My future plans for continuing my learning journey with paranoia are to devise a rescue plan, and to come up with a mental health plan, a routine that I can perform regularly to stay healthy and happy so that I’m less bothered by the condition and less apt to be triggered and upset by it. I also want to start with a therapist again. My previous therapist advised me that I need to gradually expose myself more and more to triggering situations so that I can learn to deal with things better and not avoid them. Exposure therapy is based on the theory that the more you are exposed to your feared stimuli, the less you will react to it as you get used to it and its effect on you is dulled. The stimuli is in my case the paranoid thoughts and feelings, along with hearing insulting or accusatory voices from people around me.

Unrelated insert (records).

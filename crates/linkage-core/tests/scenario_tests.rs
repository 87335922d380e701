// SPDX-License-Identifier: Apache-2.0
// © James Ross Ω FLYING•ROBOTS <https://github.com/flyingrobots>
//! End-to-end composition scenarios: one-to-many, hybrid, many-to-many.

#![allow(missing_docs)]
mod common;

use common::{assert_symmetric, Kind, HAS, OWNS, PEERS};
use linkage_core::{EndpointId, EndpointRef, LinkOutcome, LinkStore, Role};

const HELD_BY: Role = Role::new("held_by");

#[test]
fn owner_and_single_holder_share_b3() {
    let mut store = LinkStore::new();
    let c1 = store.insert(Kind::C);
    let a3 = store.insert(Kind::A);
    let owns = store.add_set(c1, OWNS).expect("owns");
    let has = store.add_single(a3, HAS).expect("has");

    let bs: Vec<_> = (0..3)
        .map(|_| {
            let b = store.insert(Kind::B);
            store.add_set(b, HELD_BY).expect("held_by")
        })
        .collect();
    for b in &bs {
        assert_eq!(store.add(owns, *b).expect("add"), LinkOutcome::Changed);
    }
    let b3 = bs[2];
    assert_eq!(store.connect(has, b3).expect("connect"), LinkOutcome::Changed);

    assert_eq!(store.len(b3).expect("len"), 2);
    assert!(store.contains(b3, owns).expect("contains owns"));
    assert!(store.contains(b3, has).expect("contains has"));
    let mut holders = store.peer_objects(b3).expect("view").to_vec();
    holders.sort();
    assert_eq!(holders, vec![c1, a3]);

    assert_eq!(store.remove(owns, b3).expect("remove"), LinkOutcome::Changed);
    assert_eq!(store.len(b3).expect("len"), 1);
    assert_eq!(&store.peer_objects(b3).expect("view")[..], &[a3]);
    assert!(!store.contains(owns, b3).expect("contains"));
    assert_eq!(store.len(owns).expect("len"), 2);

    let mut all: Vec<EndpointId> = bs.iter().map(|b| b.id()).collect();
    all.extend([owns.id(), has.id()]);
    assert_symmetric(&store, &all);
}

#[test]
fn many_to_many_sets_stay_symmetric() {
    let mut store = LinkStore::new();
    let ends: Vec<_> = (0..4)
        .map(|_| {
            let o = store.insert(Kind::A);
            store.add_set(o, PEERS).expect("peers")
        })
        .collect();

    store.add(ends[0], ends[1]).expect("0-1");
    store.add(ends[0], ends[2]).expect("0-2");
    store.add(ends[3], ends[0]).expect("3-0");
    store.add(ends[1], ends[2]).expect("1-2");
    assert_eq!(store.len(ends[0]).expect("len"), 3);
    assert_eq!(store.len(ends[2]).expect("len"), 2);

    store.remove(ends[2], ends[0]).expect("2-0");
    assert!(!store.contains(ends[0], ends[2]).expect("contains"));

    let ids: Vec<EndpointId> = ends.iter().map(|e| e.id()).collect();
    assert_symmetric(&store, &ids);
}

#[test]
fn self_loops_appear_once() {
    let mut store = LinkStore::new();
    let o = store.insert(Kind::A);
    let set = store.add_set(o, PEERS).expect("peers");
    let single = store.add_single(o, HAS).expect("has");

    assert_eq!(store.add(set, set).expect("self add"), LinkOutcome::Changed);
    assert_eq!(store.len(set).expect("len"), 1);
    assert_eq!(&store.peer_objects(set).expect("view")[..], &[o]);

    store.connect(single, single).expect("self connect");
    assert_eq!(store.peer(single).expect("peer"), Some(single.id()));
    store.disconnect(single).expect("disconnect");
    assert_eq!(store.peer(single).expect("peer"), None);

    store.connect(single, set).expect("cross-role loop");
    assert_eq!(store.len(set).expect("len"), 2);
    assert_symmetric(&store, &[set.id(), single.id()]);

    assert_eq!(store.remove(set, set).expect("self remove"), LinkOutcome::Changed);
    assert_eq!(store.peers(set).expect("peers"), vec![single.id()]);
    assert_symmetric(&store, &[set.id(), single.id()]);
}

#[test]
fn clear_leaves_no_dangling_reciprocal() {
    let mut store = LinkStore::new();
    let hub_obj = store.insert(Kind::C);
    let hub = store.add_set(hub_obj, OWNS).expect("owns");
    let mut spokes = Vec::new();
    for i in 0..5 {
        let o = store.insert(Kind::B);
        let id: EndpointId = if i % 2 == 0 {
            store.add_set(o, HELD_BY).expect("set").into()
        } else {
            store.add_single(o, HAS).expect("single").into()
        };
        spokes.push(id);
    }
    for s in &spokes {
        if let Ok(single) = store.single(store.owner_of(*s).expect("owner"), HAS) {
            store.connect(single, hub).expect("connect");
        } else {
            store.add(hub, *s).expect("add");
        }
    }
    assert_eq!(store.len(hub).expect("len"), 5);

    assert_eq!(store.clear(hub).expect("clear"), LinkOutcome::Changed);
    assert!(store.is_empty(hub).expect("empty"));
    for s in &spokes {
        assert!(store.is_empty(*s).expect("spoke empty"));
    }
    assert_eq!(store.clear(hub).expect("clear again"), LinkOutcome::Unchanged);
}

#[test]
fn for_each_peer_walks_owners_in_order() {
    let mut store = LinkStore::new();
    let list_obj = store.insert(Kind::C);
    let list = store.add_ordered(list_obj, OWNS).expect("ordered");
    let mut expected = Vec::new();
    for _ in 0..3 {
        let o = store.insert(Kind::B);
        let back = store.add_single(o, HAS).expect("single");
        store.add(list, back).expect("add");
        expected.push(o);
    }
    let mut seen = Vec::new();
    store
        .for_each_peer(list, |owner| seen.push(owner))
        .expect("walk");
    assert_eq!(seen, expected);
    assert_eq!(store.peer_objects(list).expect("view").to_vec(), expected);
}
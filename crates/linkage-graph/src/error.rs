// SPDX-License-Identifier: Apache-2.0
// © James Ross Ω FLYING•ROBOTS <https://github.com/flyingrobots>
use linkage_core::{LinkError, ObjectId};
use thiserror::Error;

use crate::graph::{EdgeKey, NodeKey};

/// Errors raised by graph and tree operations.
#[derive(Debug, Clone, Copy, PartialEq, Eq, Error)]
pub enum GraphError {
    /// No node has this key.
    #[error("missing node: {0}")]
    MissingNode(NodeKey),
    /// No edge has this key.
    #[error("missing edge: {0}")]
    MissingEdge(EdgeKey),
    /// A node with this key already exists.
    #[error("node already exists: {0}")]
    DuplicateNode(NodeKey),
    /// An edge with this key already exists.
    #[error("edge already exists: {0}")]
    DuplicateEdge(EdgeKey),
    /// Moving `child` under `parent` would make it its own ancestor.
    #[error("{child} cannot be placed under its descendant {parent}")]
    Cycle {
        /// Node being moved.
        child: ObjectId,
        /// Requested new parent.
        parent: ObjectId,
    },
    /// The underlying link operation failed.
    #[error(transparent)]
    Link(#[from] LinkError),
}
// SPDX-License-Identifier: Apache-2.0
// © James Ross Ω FLYING•ROBOTS <https://github.com/flyingrobots>
//! Directory-backed `ProfileSource`: one `<profile>.json` per profile.

use std::fs;
use std::io::ErrorKind;
use std::path::{Path, PathBuf};

use directories::ProjectDirs;

use crate::error::ConfigError;
use crate::profile::ProfileName;
use crate::source::ProfileSource;

const EXTENSION: &str = "json";

/// Profile documents as JSON files under one directory.
#[derive(Debug, Clone)]
pub struct DirSource {
    base: PathBuf,
}

impl DirSource {
    /// Source rooted at the user config directory (e.g., `~/.config/linkage`).
    pub fn user() -> Result<Self, ConfigError> {
        let proj =
            ProjectDirs::from("dev", "flyingrobots", "Linkage").ok_or(ConfigError::NoConfigDir)?;
        Self::at(proj.config_dir())
    }

    /// Source rooted at `base`, creating the directory if needed.
    pub fn at(base: impl AsRef<Path>) -> Result<Self, ConfigError> {
        let base = base.as_ref().to_path_buf();
        fs::create_dir_all(&base).map_err(|source| ConfigError::Io {
            path: base.clone(),
            source,
        })?;
        Ok(Self { base })
    }

    /// Directory the profile files live in.
    pub fn base(&self) -> &Path {
        &self.base
    }

    fn path_for(&self, profile: &ProfileName) -> PathBuf {
        self.base.join(format!("{profile}.{EXTENSION}"))
    }
}

impl ProfileSource for DirSource {
    fn read(&self, profile: &ProfileName) -> Result<Option<Vec<u8>>, ConfigError> {
        let path = self.path_for(profile);
        match fs::read(&path) {
            Ok(bytes) => Ok(Some(bytes)),
            Err(err) if err.kind() == ErrorKind::NotFound => Ok(None),
            Err(source) => Err(ConfigError::Io { path, source }),
        }
    }

    /// Writes a sibling temp file, then renames it over the profile, so a
    /// reader never sees a half-written document.
    fn write(&self, profile: &ProfileName, data: &[u8]) -> Result<(), ConfigError> {
        let path = self.path_for(profile);
        let staged = self.base.join(format!(".{profile}.{EXTENSION}.tmp"));
        fs::write(&staged, data).map_err(|source| ConfigError::Io {
            path: staged.clone(),
            source,
        })?;
        fs::rename(&staged, &path).map_err(|source| ConfigError::Io { path, source })
    }

    /// Files whose stem is not a valid profile name are ignored.
    fn profiles(&self) -> Result<Vec<ProfileName>, ConfigError> {
        let io = |source| ConfigError::Io {
            path: self.base.clone(),
            source,
        };
        let mut found = Vec::new();
        for entry in fs::read_dir(&self.base).map_err(io)? {
            let path = entry.map_err(io)?.path();
            if path.extension().and_then(|e| e.to_str()) != Some(EXTENSION) {
                continue;
            }
            if let Some(name) = path
                .file_stem()
                .and_then(|s| s.to_str())
                .and_then(|s| ProfileName::new(s).ok())
            {
                found.push(name);
            }
        }
        found.sort();
        Ok(found)
    }
}
// SPDX-License-Identifier: Apache-2.0
// © James Ross Ω FLYING•ROBOTS <https://github.com/flyingrobots>
#![allow(dead_code)]

use std::cell::RefCell;
use std::rc::Rc;

use linkage_core::{EndpointId, LinkEvent, LinkStore, PeerChange, Role};

pub const OWNS: Role = Role::new("owns");
pub const OWNER: Role = Role::new("owner");
pub const HAS: Role = Role::new("has");
pub const MEMBERS: Role = Role::new("members");
pub const MEMBER_OF: Role = Role::new("member_of");
pub const PEERS: Role = Role::new("peers");

/// Domain objects used across the link tests.
#[derive(Debug, Clone, Copy, PartialEq, Eq)]
pub enum Kind {
    A,
    B,
    C,
}

/// Shared event log filled by [`record`].
pub type Log = Rc<RefCell<Vec<LinkEvent>>>;

/// Subscribes a listener on `endpoint` that appends every event to a log.
pub fn record<T>(store: &mut LinkStore<T>, endpoint: impl Into<EndpointId>) -> Log {
    let log: Log = Rc::default();
    let sink = Rc::clone(&log);
    store
        .subscribe(endpoint, move |_, event| sink.borrow_mut().push(*event))
        .expect("subscribe");
    log
}

/// The `change` part of every logged event, in delivery order.
pub fn changes(log: &Log) -> Vec<PeerChange> {
    log.borrow().iter().map(|event| event.change).collect()
}

/// Asserts `a` lists `b` iff `b` lists `a` for every pair of `endpoints`.
pub fn assert_symmetric<T>(store: &LinkStore<T>, endpoints: &[EndpointId]) {
    for a in endpoints {
        for b in endpoints {
            let ab = store.contains(*a, *b).expect("contains a->b");
            let ba = store.contains(*b, *a).expect("contains b->a");
            assert_eq!(ab, ba, "asymmetric link between {a} and {b}");
        }
    }
    store.verify().expect("store audit");
}
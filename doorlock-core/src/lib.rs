//! Board-agnostic core logic for the door-lock nodes
//!
//! This crate contains all application logic that does not depend on
//! specific hardware implementations:
//!
//! - Collaborator traits (actuator, status indicator, keypad, display, feedback)
//! - Configuration types and the persisted record layout
//! - Control node: command protocol engine
//! - HMI node: link client and session orchestration
//!
//! Both nodes run a single blocking thread of control. All state is owned
//! by an [`engine::Engine`] or a [`session::Session`] value, so several
//! instances can be exercised side by side in tests.

#![cfg_attr(not(test), no_std)]
#![deny(unsafe_code)]

// This mod MUST go first, so that the others see its macros.
#[macro_use]
mod fmt;

pub mod config;
pub mod engine;
pub mod session;
pub mod traits;

#[cfg(test)]
mod testing;
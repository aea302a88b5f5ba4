//! UART serial communication abstractions
//!
//! The link between the two nodes is a plain byte pipe: no framing, no
//! checksums. Both ends must agree on exact byte counts, so the receive side
//! offers a timeout-bounded read that reports "nothing arrived" as a value
//! rather than blocking forever.

use embedded_io::{Read, ReadReady, Write};

use crate::clock::{Clock, Deadline};

/// Error type shared by the transmit and receive halves of a link
pub trait ErrorType {
    /// Error type for link operations
    type Error: core::fmt::Debug;
}

impl<T: ErrorType + ?Sized> ErrorType for &mut T {
    type Error = T::Error;
}

/// UART transmitter
pub trait UartTx: ErrorType {
    /// Write data to the UART
    ///
    /// Blocks until all data has been written or an error occurs.
    fn write_blocking(&mut self, data: &[u8]) -> Result<(), Self::Error>;

    /// Flush any buffered data
    fn flush(&mut self) -> Result<(), Self::Error>;

    /// Write a single byte to the UART
    fn write_byte(&mut self, byte: u8) -> Result<(), Self::Error> {
        self.write_blocking(&[byte])
    }
}

/// UART receiver
pub trait UartRx: ErrorType {
    /// Read data from the UART
    ///
    /// Blocks until the buffer is filled or an error occurs.
    fn read_blocking(&mut self, buf: &mut [u8]) -> Result<usize, Self::Error>;

    /// Wait at most `timeout_ms` for a single byte
    ///
    /// Returns `Ok(None)` when the bound elapsed without a byte arriving.
    /// A timeout of zero only checks for an already received byte.
    fn read_byte_timeout(&mut self, timeout_ms: u32) -> Result<Option<u8>, Self::Error>;

    /// Read a single byte from the UART
    fn read_byte(&mut self) -> Result<u8, Self::Error> {
        let mut buf = [0u8; 1];
        self.read_blocking(&mut buf)?;
        Ok(buf[0])
    }

    /// Drop every byte that has already been received but not yet read
    fn discard_pending(&mut self) -> Result<usize, Self::Error> {
        let mut dropped = 0;
        while self.read_byte_timeout(0)?.is_some() {
            dropped += 1;
        }
        Ok(dropped)
    }
}

impl<T: UartTx + ?Sized> UartTx for &mut T {
    fn write_blocking(&mut self, data: &[u8]) -> Result<(), Self::Error> {
        T::write_blocking(self, data)
    }

    fn flush(&mut self) -> Result<(), Self::Error> {
        T::flush(self)
    }
}

impl<T: UartRx + ?Sized> UartRx for &mut T {
    fn read_blocking(&mut self, buf: &mut [u8]) -> Result<usize, Self::Error> {
        T::read_blocking(self, buf)
    }

    fn read_byte_timeout(&mut self, timeout_ms: u32) -> Result<Option<u8>, Self::Error> {
        T::read_byte_timeout(self, timeout_ms)
    }
}

/// Combined UART interface
///
/// For UARTs that provide both TX and RX on a single peripheral.
pub trait Uart: UartTx + UartRx {}

// Blanket implementation
impl<T: UartTx + UartRx> Uart for T {}

/// UART configuration
#[derive(Debug, Clone, Copy)]
#[cfg_attr(feature = "defmt", derive(defmt::Format))]
pub struct UartConfig {
    /// Baud rate in bits per second
    pub baudrate: u32,
    /// Number of data bits (typically 8)
    pub data_bits: DataBits,
    /// Parity mode
    pub parity: Parity,
    /// Number of stop bits
    pub stop_bits: StopBits,
}

impl Default for UartConfig {
    /// 9600 baud, 8N1: the link settings both nodes ship with
    fn default() -> Self {
        Self {
            baudrate: 9600,
            data_bits: DataBits::Eight,
            parity: Parity::None,
            stop_bits: StopBits::One,
        }
    }
}

impl UartConfig {
    /// Bits on the wire per byte, start and stop bits included
    pub fn frame_bits(&self) -> u32 {
        let data = match self.data_bits {
            DataBits::Seven => 7,
            DataBits::Eight => 8,
            DataBits::Nine => 9,
        };
        let parity = match self.parity {
            Parity::None => 0,
            Parity::Even | Parity::Odd => 1,
        };
        let stop = match self.stop_bits {
            StopBits::One => 1,
            StopBits::Two => 2,
        };
        1 + data + parity + stop
    }

    /// Time to send one byte, in microseconds
    pub fn byte_time_us(&self) -> u32 {
        if self.baudrate == 0 {
            return 0;
        }
        self.frame_bits() * 1_000_000 / self.baudrate
    }
}

/// Number of data bits per frame
#[derive(Debug, Clone, Copy, PartialEq, Eq)]
#[cfg_attr(feature = "defmt", derive(defmt::Format))]
pub enum DataBits {
    Seven,
    Eight,
    Nine,
}

/// Parity mode
#[derive(Debug, Clone, Copy, PartialEq, Eq)]
#[cfg_attr(feature = "defmt", derive(defmt::Format))]
pub enum Parity {
    None,
    Even,
    Odd,
}

/// Number of stop bits
#[derive(Debug, Clone, Copy, PartialEq, Eq)]
#[cfg_attr(feature = "defmt", derive(defmt::Format))]
pub enum StopBits {
    One,
    Two,
}

/// Errors from a [`SerialPort`]
#[derive(Debug, Clone, Copy, PartialEq, Eq)]
#[cfg_attr(feature = "defmt", derive(defmt::Format))]
pub enum SerialError<E> {
    /// Underlying peripheral error
    Io(E),
    /// The peripheral reported end of stream
    Closed,
}

/// Byte link over any blocking `embedded-io` peripheral
///
/// Timeout-bounded reads poll `read_ready()` against the supplied clock
/// instead of blocking inside `read()`.
pub struct SerialPort<T, C> {
    io: T,
    clock: C,
}

impl<T, C> SerialPort<T, C> {
    /// Wrap a peripheral and the clock used for receive deadlines
    pub fn new(io: T, clock: C) -> Self {
        Self { io, clock }
    }

    /// Release the wrapped peripheral and clock
    pub fn release(self) -> (T, C) {
        (self.io, self.clock)
    }
}

impl<T: embedded_io::ErrorType, C> ErrorType for SerialPort<T, C> {
    type Error = SerialError<T::Error>;
}

impl<T: Write, C> UartTx for SerialPort<T, C> {
    fn write_blocking(&mut self, data: &[u8]) -> Result<(), Self::Error> {
        self.io.write_all(data).map_err(SerialError::Io)
    }

    fn flush(&mut self) -> Result<(), Self::Error> {
        self.io.flush().map_err(SerialError::Io)
    }
}

impl<T: Read + ReadReady, C: Clock> UartRx for SerialPort<T, C> {
    fn read_blocking(&mut self, buf: &mut [u8]) -> Result<usize, Self::Error> {
        let mut filled = 0;
        while filled < buf.len() {
            match self.io.read(&mut buf[filled..]).map_err(SerialError::Io)? {
                0 => return Err(SerialError::Closed),
                n => filled += n,
            }
        }
        Ok(filled)
    }

    fn read_byte_timeout(&mut self, timeout_ms: u32) -> Result<Option<u8>, Self::Error> {
        let deadline = Deadline::after(&self.clock, timeout_ms);
        loop {
            if self.io.read_ready().map_err(SerialError::Io)? {
                let mut buf = [0u8; 1];
                return match self.io.read(&mut buf).map_err(SerialError::Io)? {
                    0 => Err(SerialError::Closed),
                    _ => Ok(Some(buf[0])),
                };
            }
            if deadline.expired(&self.clock) {
                return Ok(None);
            }
            core::hint::spin_loop();
        }
    }
}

My own personal theory on getting better involves reaching out to more people I don’t know and being more positive socially. I almost always find that when I do that, I realize that people aren’t persecuting me. I find that many times we actually like each other. I would recommend this practice to everyone. I have spent a lot of time during the COVID-19 pandemic and in the time following it, isolating myself from being in public. I do get out and have some friends, but I have not done this as much as in past years. So in the coming months, I hope to restart therapy, do the exposure method, be more proactive socially, and continue trying to hone my skills at dealing with this mental condition. I will keep you posted on how it turns out.